Al menos, refiriéndose a él.

Ziri reconoció la tensión en la sonrisa de Karou. Quiso creer que era porque se veía obligada a mirarlo a través de aquel cuerpo, pero… lo vio claro. De repente. Si no lo había sabido con certeza antes, era culpa suya, no de ella, pero ahora estaba seguro.

No quedaba esperanza. No habría un resquicio de suerte, no para él.

Le deseó buenas noches, la dejó caminando de un lado a otro sobre el promontorio —esperando el regreso del ángel— y sintió, mientras se alejaba, cómo los rasgos de su rostro recuperaban su habitual expresión. Se le curvaron levemente las comisuras de los labios en un gesto de diversión, de diversión cruel. Pero no era lo que Ziri sentía. Él no se estaba divirtiendo. ¿Seguía Karou enamorada de Akiva? El verdadero Thiago se habría mostrado indignado, furioso. El Thiago falso tenía simplemente el corazón destrozado.

Y estaba celoso, también, lo que despertó su rabia.
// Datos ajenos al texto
// crates.io
use oauth2::http::{HeaderMap, header::AUTHORIZATION};
// self
use crate::{
	_prelude::*,
	auth::Credential,
	classify,
	credentials::ImpersonatedCredentials,
	ext::RequestSignerExt,
	http::{TokenHttpClient, TransportErrorMapper},
	obs::{self, FlowKind, FlowOutcome, FlowSpan},
};

impl<C, M> ImpersonatedCredentials<C, M>
where
	C: ?Sized + TokenHttpClient,
	M: ?Sized + TransportErrorMapper<C::TransportError>,
{
	/// Builds the `Authorization: Bearer <token>` header map for the impersonated principal.
	///
	/// Every call goes through [`refresh`](Self::refresh), so an expired credential is never
	/// handed out.
	pub async fn headers(&self) -> Result<HeaderMap> {
		self.headers_at(OffsetDateTime::now_utc()).await
	}

	/// Same as [`headers`](Self::headers) against a caller-supplied clock.
	pub async fn headers_at(&self, now: OffsetDateTime) -> Result<HeaderMap> {
		const KIND: FlowKind = FlowKind::Headers;

		obs::record_flow_outcome(KIND, FlowOutcome::Attempt);

		let result = FlowSpan::new(KIND, "headers")
			.instrument(async move {
				let credential = self.valid_credential_at(now).await?;
				let mut headers = HeaderMap::with_capacity(1);

				headers.insert(AUTHORIZATION, credential.access_token.bearer_header()?);

				Ok(headers)
			})
			.await;

		obs::record_flow_result(KIND, &result);

		result
	}

	/// Refreshes and rejects a credential that is already expired at `now`.
	pub(crate) async fn valid_credential_at(&self, now: OffsetDateTime) -> Result<Credential> {
		let credential = self.refresh_at(now).await?;

		if credential.is_expired_at(now) {
			return Err(Error::InvariantViolation {
				reason: format!(
					"refreshed credential for `{}` expired at {}",
					self.config.target_principal, credential.expires_at
				),
			});
		}

		Ok(credential)
	}

	/// Attaches fresh authorization headers to an outgoing request.
	pub async fn sign<Request, S>(&self, signer: &S, request: Request) -> Result<Request>
	where
		S: ?Sized + RequestSignerExt<Request>,
	{
		let headers = self.headers().await?;

		signer.attach_headers(request, &headers)
	}

	/// Classifies a failed response to a request made with the impersonated token.
	///
	/// Returns a [`ForbiddenResource`](Error::ForbiddenResource) or
	/// [`ResourceNotFound`](Error::ResourceNotFound) error with guidance appended to
	/// `message`, or `None` for statuses the configured classifier does not recognize.
	pub fn check_resource_response(&self, status: u16, message: impl Into<String>) -> Option<Error> {
		const KIND: FlowKind = FlowKind::Resource;

		let _guard = FlowSpan::new(KIND, "check_resource_response").entered();
		let err = classify::resource_failure(self.classifier.as_ref(), status, message);

		if err.is_some() {
			obs::record_flow_outcome(KIND, FlowOutcome::Failure);
		}

		err
	}
}

#[cfg(all(test, feature = "reqwest"))]
mod tests {
	// crates.io
	use time::macros;
	// self
	use super::*;
	use crate::{
		auth::PrincipalId,
		config::ImpersonationConfig,
		error::ErrorKind,
		source::StaticSource,
		store::CredentialStore,
	};

	fn seeded(credential: Credential) -> crate::credentials::ReqwestImpersonatedCredentials {
		let config = ImpersonationConfig::builder(
			PrincipalId::new("target@demo").expect("Principal fixture should be valid."),
		)
		.build()
		.expect("Config fixture should build.");

		crate::credentials::ReqwestImpersonatedCredentials::new(
			config,
			Arc::new(StaticSource::new("source-token")),
		)
		.with_store(Arc::new(CredentialStore::seeded(credential)))
	}

	#[tokio::test]
	async fn headers_use_the_stored_credential() {
		let credentials =
			seeded(Credential::new("impersonated", macros::datetime!(2025-01-01 00:00 UTC)));
		let headers = credentials
			.headers_at(macros::datetime!(2024-12-31 23:59 UTC))
			.await
			.expect("Valid stored credential should produce headers.");
		let value = headers.get(AUTHORIZATION).expect("Authorization header should be present.");

		assert_eq!(value.as_bytes(), b"Bearer impersonated");
		assert!(value.is_sensitive());
		assert_eq!(headers.len(), 1);
	}

	#[test]
	fn resource_statuses_are_annotated() {
		let credentials =
			seeded(Credential::new("impersonated", macros::datetime!(2025-01-01 00:00 UTC)));
		let forbidden = credentials
			.check_resource_response(403, "GET /v1/things failed")
			.expect("403 should be classified.");

		assert_eq!(forbidden.kind(), ErrorKind::ForbiddenResource);
		assert!(forbidden.to_string().ends_with(classify::FORBIDDEN_RESOURCE_HINT));
		assert!(credentials.check_resource_response(429, "slow down").is_none());
	}
}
Sintió la pérdida de su cuerpo con más intensidad que nunca, no porque hubiera supuesto ninguna diferencia para Karou, sino porque deseaba volar —para sentirse libre aunque solo fuera un instante, para agotar sus alas y sus pulmones, y sumergirse en la noche, y dejar que aquel rostro que ni siquiera era el suyo reflejara su dolor—, pero ni siquiera podía hacer eso. No tenía alas. Solo colmillos. Solo garras.

Podría aullar a las lunas, pensó, atenazado por la desesperación, y donde había estado su esperanza, en aquel espacio ahora frío, colocó otra que apenas lo calentó.

No tenía nada que ver con el amor; no valía la pena desperdiciar la esperanza en el amor. Este dependía de la suerte, y la única razón por la que podía haberse considerado afortunado yacía en una tumba poco profunda, descomponiéndose en el mundo de los humanos. El «afortunado Ziri»; qué ironía.

Su nueva esperanza era simplemente volver a ser kirin algún día. Sobrevivir a todo aquello, y que no le descubrieran, ni le quemaran como a un traidor por el engaño, ni dejaran que su alma se desvaneciera. Aún sentía como cierto lo que acababa de decirle a Karou: que su sacrificio merecía la pena, si podía ayudar a conducir a las quimeras hacia un futuro libre de la ferocidad del Lobo Blanco.

Pero más allá de aquello, la esperanza de Ziri era modesta. Quería volver a volar y librarse de aquel cuerpo odioso con su boca llena de colmillos y sus dentadas garras.

Si alguien se enamoraba alguna vez de él, pensó con amargura, tal vez fuera agradable poder tocarla sin derramar sangre.